Public education has quietly become the nation’s largest business, consuming some $413.8 billion each year, nearly 1½ times our expenditures on national defense.  Yet, the “product” being delivered by the 2,500,000 public school teachers employed by this politically powerful industry continues flounder.

National studies have consistently demonstrated the appalling lack of knowledge on the part of American high school students in such basic disciplines as mathematics, science, geography, history, the humanities and a  mastery of foreign languages.  When our students are given standardized tests along with their peers from thirteen other industrialized countries, America’s youth consistently scores 12th or 13th in every category.  It seems there’s a serious crisis in every area of academic pursuit which is tested. 

In the wake of lower 1991 SAT score results, educators have devised a convenient “spin”, blaming the increased number of students taking the exam for lower average scores.  It’s noteworthy there’s no hint the education establishment itself may be at least partly culpable.

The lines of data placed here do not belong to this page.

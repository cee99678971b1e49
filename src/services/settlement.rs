//! Settlement calculation
//!
//! Each contributor settles against the common pool: their total
//! contribution minus an equal share of all expenses. There is no
//! transfer-count minimization between individuals.
//!
//! The equal share is held unrounded through the division; the only rounding
//! happens at the final per-person balance, to the nearest cent.

use std::collections::HashMap;

use crate::models::{Contribution, Expense, Money};

use super::aggregate::{contributor_names, group_sum_by_person, total};

/// How a settlement balance should be read
#[derive(Debug, Clone, Copy, PartialEq, Eq)]
pub enum Verdict {
    /// Balance is negative: this person owes the pool
    Owes(Money),
    /// Balance is positive: this person should receive from the pool
    Receives(Money),
    /// Balance is exactly zero
    Settled,
}

/// Settlement position for one contributor
#[derive(Debug, Clone, PartialEq)]
pub struct SettlementEntry {
    /// Contributor name
    pub name: String,
    /// Total contributed by this person
    pub contributed: Money,
    /// Contributed minus equal share, rounded to cents
    pub balance: Money,
}

impl SettlementEntry {
    /// Classify the balance for display
    pub fn verdict(&self) -> Verdict {
        if self.balance.is_negative() {
            Verdict::Owes(self.balance.abs())
        } else if self.balance.is_positive() {
            Verdict::Receives(self.balance)
        } else {
            Verdict::Settled
        }
    }
}

/// Full settlement result for one computation pass
#[derive(Debug, Clone, PartialEq)]
pub struct SettlementReport {
    /// Total shared expenses (all categories, Worker Payment included)
    pub total_expenses: Money,
    /// Equal share rounded to cents, for display only
    pub equal_share: Money,
    /// One entry per distinct contributor, in order of first appearance
    pub entries: Vec<SettlementEntry>,
}

impl SettlementReport {
    /// Compute settlements from raw record snapshots
    pub fn compute(expenses: &[Expense], contributions: &[Contribution]) -> Self {
        let names = contributor_names(contributions);
        let totals: HashMap<String, Money> = group_sum_by_person(contributions)
            .into_iter()
            .collect();

        Self::from_parts(total(expenses), &names, &totals)
    }

    /// Compute settlements from pre-aggregated inputs
    ///
    /// `names` fixes the roster and its order; a name missing from `totals`
    /// counts as having contributed zero.
    pub fn from_parts(
        total_expenses: Money,
        names: &[String],
        totals: &HashMap<String, Money>,
    ) -> Self {
        // Guarded division: no contributors means a zero share and no entries
        let share_cents = if names.is_empty() {
            0.0
        } else {
            total_expenses.cents() as f64 / names.len() as f64
        };

        let entries = names
            .iter()
            .map(|name| {
                let contributed = totals.get(name).copied().unwrap_or_default();
                // The single rounding point: balance to the nearest cent
                let balance =
                    Money::from_cents((contributed.cents() as f64 - share_cents).round() as i64);
                SettlementEntry {
                    name: name.clone(),
                    contributed,
                    balance,
                }
            })
            .collect();

        Self {
            total_expenses,
            equal_share: Money::from_cents(share_cents.round() as i64),
            entries,
        }
    }

    /// Whether anyone is part of the settlement
    pub fn is_empty(&self) -> bool {
        self.entries.is_empty()
    }
}

#[cfg(test)]
mod tests {
    use super::*;
    use crate::models::Category;
    use chrono::NaiveDate;

    fn date() -> NaiveDate {
        NaiveDate::from_ymd_opt(2025, 1, 15).unwrap()
    }

    fn expense(cents: i64) -> Expense {
        Expense::new(date(), Category::Market, "", Money::from_cents(cents))
    }

    fn contribution(name: &str, cents: i64) -> Contribution {
        Contribution::new(name, Money::from_cents(cents), date())
    }

    #[test]
    fn test_alice_and_bob_receive() {
        // contributions [{Alice,100},{Bob,50}], expenses 90 -> share 45,
        // Alice +55, Bob +5
        let contributions = vec![contribution("Alice", 10000), contribution("Bob", 5000)];
        let expenses = vec![expense(9000)];

        let report = SettlementReport::compute(&expenses, &contributions);
        assert_eq!(report.equal_share.cents(), 4500);
        assert_eq!(report.entries.len(), 2);

        assert_eq!(report.entries[0].name, "Alice");
        assert_eq!(report.entries[0].balance.cents(), 5500);
        assert_eq!(
            report.entries[0].verdict(),
            Verdict::Receives(Money::from_cents(5500))
        );

        assert_eq!(report.entries[1].name, "Bob");
        assert_eq!(report.entries[1].balance.cents(), 500);
        assert_eq!(
            report.entries[1].verdict(),
            Verdict::Receives(Money::from_cents(500))
        );
    }

    #[test]
    fn test_alice_and_bob_owe() {
        // contributions [{Alice,50},{Bob,50}], expenses 150 -> share 75,
        // both owe 25
        let contributions = vec![contribution("Alice", 5000), contribution("Bob", 5000)];
        let expenses = vec![expense(15000)];

        let report = SettlementReport::compute(&expenses, &contributions);
        assert_eq!(report.equal_share.cents(), 7500);

        for entry in &report.entries {
            assert_eq!(entry.balance.cents(), -2500);
            assert_eq!(entry.verdict(), Verdict::Owes(Money::from_cents(2500)));
        }
    }

    #[test]
    fn test_no_contributors_no_entries_no_panic() {
        let expenses = vec![expense(9000)];
        let report = SettlementReport::compute(&expenses, &[]);

        assert!(report.is_empty());
        assert_eq!(report.equal_share, Money::zero());
        assert_eq!(report.total_expenses.cents(), 9000);
    }

    #[test]
    fn test_exact_settlement() {
        let contributions = vec![contribution("Alice", 5000), contribution("Bob", 5000)];
        let expenses = vec![expense(10000)];

        let report = SettlementReport::compute(&expenses, &contributions);
        for entry in &report.entries {
            assert!(entry.balance.is_zero());
            assert_eq!(entry.verdict(), Verdict::Settled);
        }
    }

    #[test]
    fn test_conservation_up_to_rounding() {
        // Balances sum to total_contributions - total_expenses, within
        // 0.01 * count(names)
        let contributions = vec![
            contribution("Alice", 10000),
            contribution("Bob", 0),
            contribution("Carol", 0),
        ];
        let expenses = vec![expense(10000)];

        let report = SettlementReport::compute(&expenses, &contributions);
        let balance_sum: i64 = report.entries.iter().map(|e| e.balance.cents()).sum();
        let expected = 10000 - 10000;
        let slack = report.entries.len() as i64;
        assert!((balance_sum - expected).abs() <= slack);
    }

    #[test]
    fn test_rounding_only_at_final_balance() {
        // Share of 100.00 across 3 people is 33.333...; each balance is
        // rounded independently at the end.
        let contributions = vec![
            contribution("Alice", 10000),
            contribution("Bob", 0),
            contribution("Carol", 0),
        ];
        let expenses = vec![expense(10000)];

        let report = SettlementReport::compute(&expenses, &contributions);
        assert_eq!(report.entries[0].balance.cents(), 6667); // 100 - 33.333...
        assert_eq!(report.entries[1].balance.cents(), -3333);
        assert_eq!(report.entries[2].balance.cents(), -3333);
    }

    #[test]
    fn test_roster_order_is_first_appearance() {
        let contributions = vec![
            contribution("Zoe", 100),
            contribution("Al", 100),
            contribution("Zoe", 100),
        ];
        let report = SettlementReport::compute(&[], &contributions);

        let names: Vec<&str> = report.entries.iter().map(|e| e.name.as_str()).collect();
        assert_eq!(names, vec!["Zoe", "Al"]);
    }

    #[test]
    fn test_from_parts_missing_name_counts_as_zero() {
        let names = vec!["Alice".to_string(), "Ghost".to_string()];
        let totals: HashMap<String, Money> =
            [("Alice".to_string(), Money::from_cents(10000))].into();

        let report = SettlementReport::from_parts(Money::from_cents(10000), &names, &totals);
        assert_eq!(report.entries[1].contributed, Money::zero());
        assert_eq!(report.entries[1].balance.cents(), -5000);
    }
}
//! splitpool - Shared household expense tracker
//!
//! This library provides the core functionality for splitpool, a CLI for
//! recording shared household expenses and fixed contributions from multiple
//! people, then settling everyone against an equal split of the total.
//!
//! # Architecture
//!
//! The crate is organized into the following modules:
//!
//! - `config`: Configuration and path management
//! - `error`: Custom error types
//! - `models`: Core data models (expenses, contributions, money, categories)
//! - `storage`: JSON file storage layer
//! - `services`: Aggregation and settlement logic
//! - `reports`: Derived summary reports
//! - `display`: Terminal table and metric formatting
//! - `export`: CSV export
//! - `cli`: Command handlers
//!
//! # Example
//!
//! ```rust,ignore
//! use splitpool::config::paths::SplitpoolPaths;
//! use splitpool::storage::Storage;
//!
//! let paths = SplitpoolPaths::new()?;
//! let storage = Storage::new(paths)?;
//! storage.load_all()?;
//! ```

pub mod cli;
pub mod config;
pub mod display;
pub mod error;
pub mod export;
pub mod models;
pub mod reports;
pub mod services;
pub mod storage;

pub use error::SplitpoolError;
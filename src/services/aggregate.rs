//! Aggregation over expense and contribution records
//!
//! Everything here is recomputed from the full record set on each call;
//! nothing derived is ever persisted.

use std::collections::HashMap;

use crate::models::{Category, Contribution, Expense, Money};

/// Records that carry a money amount
pub trait Amounted {
    fn amount(&self) -> Money;
}

impl Amounted for Expense {
    fn amount(&self) -> Money {
        self.amount
    }
}

impl Amounted for Contribution {
    fn amount(&self) -> Money {
        self.amount
    }
}

/// Sum the amounts of a record sequence; zero for an empty sequence
pub fn total<T: Amounted>(records: &[T]) -> Money {
    records.iter().map(Amounted::amount).sum()
}

/// Sum contribution amounts per distinct person name
///
/// Output is ordered by descending total; people with equal totals keep
/// their order of first appearance.
pub fn group_sum_by_person(contributions: &[Contribution]) -> Vec<(String, Money)> {
    let mut totals: HashMap<&str, Money> = HashMap::new();
    let mut order: Vec<&str> = Vec::new();

    for contribution in contributions {
        let name = contribution.name.as_str();
        if !totals.contains_key(name) {
            order.push(name);
        }
        *totals.entry(name).or_default() += contribution.amount;
    }

    let mut grouped: Vec<(String, Money)> = order
        .into_iter()
        .map(|name| (name.to_string(), totals[name]))
        .collect();

    // Stable sort keeps first-appearance order among equal totals
    grouped.sort_by(|a, b| b.1.cmp(&a.1));
    grouped
}

/// Distinct contributor names in order of first appearance
///
/// This is the settlement roster: only people who contributed are named,
/// regardless of who shows up in expense descriptions.
pub fn contributor_names(contributions: &[Contribution]) -> Vec<String> {
    let mut names: Vec<String> = Vec::new();
    for contribution in contributions {
        if !names.iter().any(|n| n == &contribution.name) {
            names.push(contribution.name.clone());
        }
    }
    names
}

/// Expenses belonging to one category
///
/// Used to isolate Worker Payment amounts for display; the settlement pool
/// always includes every category.
pub fn filter_by_category(expenses: &[Expense], category: Category) -> Vec<&Expense> {
    expenses.iter().filter(|e| e.category == category).collect()
}

/// Total contributions minus total expenses
pub fn available_balance(contributions: &[Contribution], expenses: &[Expense]) -> Money {
    total(contributions) - total(expenses)
}
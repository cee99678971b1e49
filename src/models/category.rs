//! Expense categories
//!
//! The category set is fixed. Worker Payment is labeled separately in some
//! views but is treated as a shared cost everywhere the settlement math is
//! concerned.

use serde::{Deserialize, Serialize};
use std::fmt;

/// Category of a shared household expense
#[derive(Debug, Clone, Copy, PartialEq, Eq, Hash, Serialize, Deserialize)]
pub enum Category {
    Market,
    Utilities,
    Rent,
    Other,
    #[serde(rename = "Worker Payment")]
    WorkerPayment,
}

impl Category {
    /// All categories, in entry-form order
    pub const ALL: [Category; 5] = [
        Category::Market,
        Category::Utilities,
        Category::Rent,
        Category::Other,
        Category::WorkerPayment,
    ];

    /// Parse a category from a string (case-insensitive)
    ///
    /// Accepts the display name ("Worker Payment") as well as the compact
    /// forms used on the command line ("worker-payment", "worker_payment").
    pub fn parse(s: &str) -> Option<Self> {
        match s.trim().to_lowercase().as_str() {
            "market" => Some(Category::Market),
            "utilities" => Some(Category::Utilities),
            "rent" => Some(Category::Rent),
            "other" => Some(Category::Other),
            "worker payment" | "worker-payment" | "worker_payment" => {
                Some(Category::WorkerPayment)
            }
            _ => None,
        }
    }

    /// The display name, identical to the serialized form
    pub fn name(&self) -> &'static str {
        match self {
            Category::Market => "Market",
            Category::Utilities => "Utilities",
            Category::Rent => "Rent",
            Category::Other => "Other",
            Category::WorkerPayment => "Worker Payment",
        }
    }
}

impl fmt::Display for Category {
    fn fmt(&self, f: &mut fmt::Formatter<'_>) -> fmt::Result {
        write!(f, "{}", self.name())
    }
}
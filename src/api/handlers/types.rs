//! Request and response bodies for the gateway endpoints.

use serde::{Deserialize, Serialize};
use utoipa::ToSchema;

#[derive(ToSchema, Serialize, Deserialize, Debug)]
pub struct SignupRequest {
    pub email: String,
    pub password: String,
    pub phone_number: String,
}

#[derive(ToSchema, Serialize, Deserialize, Debug)]
pub struct SigninRequest {
    pub username: String,
    pub password: String,
}

/// Body for `/verify`. A present `session` selects the MFA challenge path,
/// an absent one selects registration confirmation.
#[derive(ToSchema, Serialize, Deserialize, Debug)]
pub struct VerifyRequest {
    #[serde(default, skip_serializing_if = "Option::is_none")]
    pub session: Option<String>,
    pub username: String,
    pub code: String,
}

#[derive(ToSchema, Serialize, Deserialize, Debug)]
#[serde(rename_all = "camelCase")]
pub struct SignupResponse {
    pub message: String,
    pub user_sub: String,
    pub user_confirmed: bool,
}

#[derive(ToSchema, Serialize, Deserialize, Debug)]
#[serde(rename_all = "camelCase")]
pub struct TokenResponse {
    pub message: String,
    pub access_token: String,
    pub id_token: String,
    pub refresh_token: String,
}

#[derive(ToSchema, Serialize, Deserialize, Debug)]
pub struct VerifiedResponse {
    pub message: String,
    #[serde(default, skip_serializing_if = "Option::is_none")]
    pub action: Option<String>,
}

/// Error body shared by the 400 responses.
#[derive(ToSchema, Serialize, Deserialize, Debug)]
pub struct ErrorResponse {
    pub error: String,
    #[serde(default, skip_serializing_if = "Option::is_none")]
    pub message: Option<String>,
}

#[cfg(test)]
mod tests {
    use super::*;
    use serde_json::json;

    #[test]
    fn test_verify_request_session_is_optional() {
        let request: VerifyRequest =
            serde_json::from_value(json!({"username": "a@b.com", "code": "123456"})).unwrap();

        assert!(request.session.is_none());

        let request: VerifyRequest = serde_json::from_value(json!({
            "session": "AYABeC1.session",
            "username": "a@b.com",
            "code": "123456",
        }))
        .unwrap();

        assert_eq!(request.session.as_deref(), Some("AYABeC1.session"));
    }

    #[test]
    fn test_signup_response_uses_camel_case() {
        let response = SignupResponse {
            message: "User signed up and confirmed successfully.".to_string(),
            user_sub: "abc-123".to_string(),
            user_confirmed: true,
        };

        assert_eq!(
            serde_json::to_value(&response).unwrap(),
            json!({
                "message": "User signed up and confirmed successfully.",
                "userSub": "abc-123",
                "userConfirmed": true,
            })
        );
    }

    #[test]
    fn test_verified_response_skips_absent_action() {
        let response = VerifiedResponse {
            message: "User verified successfully".to_string(),
            action: None,
        };

        assert_eq!(
            serde_json::to_value(&response).unwrap(),
            json!({"message": "User verified successfully"})
        );
    }
}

Confronted with these and other hard facts reinforcing the lack of basic knowledge and critical skills on the part of students who move through our public education system, we are fed a diet of endless excuses, inevitably leading to the same solution … more money, mostly in the form of increased salaries and enhanced employee benefits.  Let’s remember the nation’s average public school teacher receives a salary of $32,880, plus benefits packages most of us can only  dream about, and all for less than ten months work.  At the state university level, individual annual incomes can become staggering!

When the public questions why student performance is so low and asks for some measure of teacher accountability, these educators and their parasitic allies, the legions of education experts and consultants, spew forth a predictable diatribe as to why “merit” systems and demands for individual responsibility and accountability can not work in public schools … a philosophy blindly accepted by all but a few courageous school boards. 

Clearly, there are tens of thousands of dedicated and competent teachers … and they should embrace such a change.  Merit based rewards for excellence of performance will quickly accrue to them.

However, there are also many fine and dedicated educators who are unfortunately ineffective … while still others are simply lousy teachers.  Understandably, these groups have a right to be concerned if they are suddenly to be held accountable for their performance … the education imparted to their student charges.

In no other industry, does hard work and a beating heart alone guarantee tenure … and it shouldn’t in public education, either.  Teachers and administrators must be held to demanding standards of professional performance in order to receive raises, earn promotions or retain their jobs.  Even members of Congress, our nation’s 535 most elite and protected excuse makers, periodically have to answer to the people for their actions or inactions.

We can no longer afford “business as usual”, watching children leave high school, only to spend their first year or two in college taking remedial courses to learn skills which should have been acquired as part of a basic secondary education, unable to complete an employment application, or even incapable of articulating a coherent sentence.

It’s time for the public to reassert it role as the ultimate employer of the country’s educational establishment.  It must ignore the often made threats an from educational cartel which tells us that unless we again open our wallets, our children’s future will be lost.  Rather, the people must demand the same levels of accountability from those to whom the role of education has been entrusted as is both expected and required from the rest of society.

When representatives of local school districts or state university systems appear before the school boards, city aldermen, town meetings or state legislatures asking for still more money or when the next round of negotiations with educator’s unions begins … “we the people” have an inalienable right to demand their individual members finally accept full responsibility and accountability for their performance and the quality of education they impart to their students. 

If that implies more work on their parts, more student homework, much tougher standards of acceptable (average) student performance, longer school days, lengthened school years, less administrative overhead, elimination of bloated state bureaucracies, the scraping of archaic certification requirements and more demanding standards of student decorum and discipline then so-be-it.  Concurrently, parents must then actively embrace and support such needed changes.

When educators finally accept responsibility for their performance, taxpayers may be more willing to see greater sums spent on the public education system, as they will finally be able to place a tangible value on the product they are purchasing.  If not, it’s time to tell those intractable individuals to “take a hike” and then demand the hiring of teachers and administrators who are willing to accept such a challenge in the pursuit of educational excellence.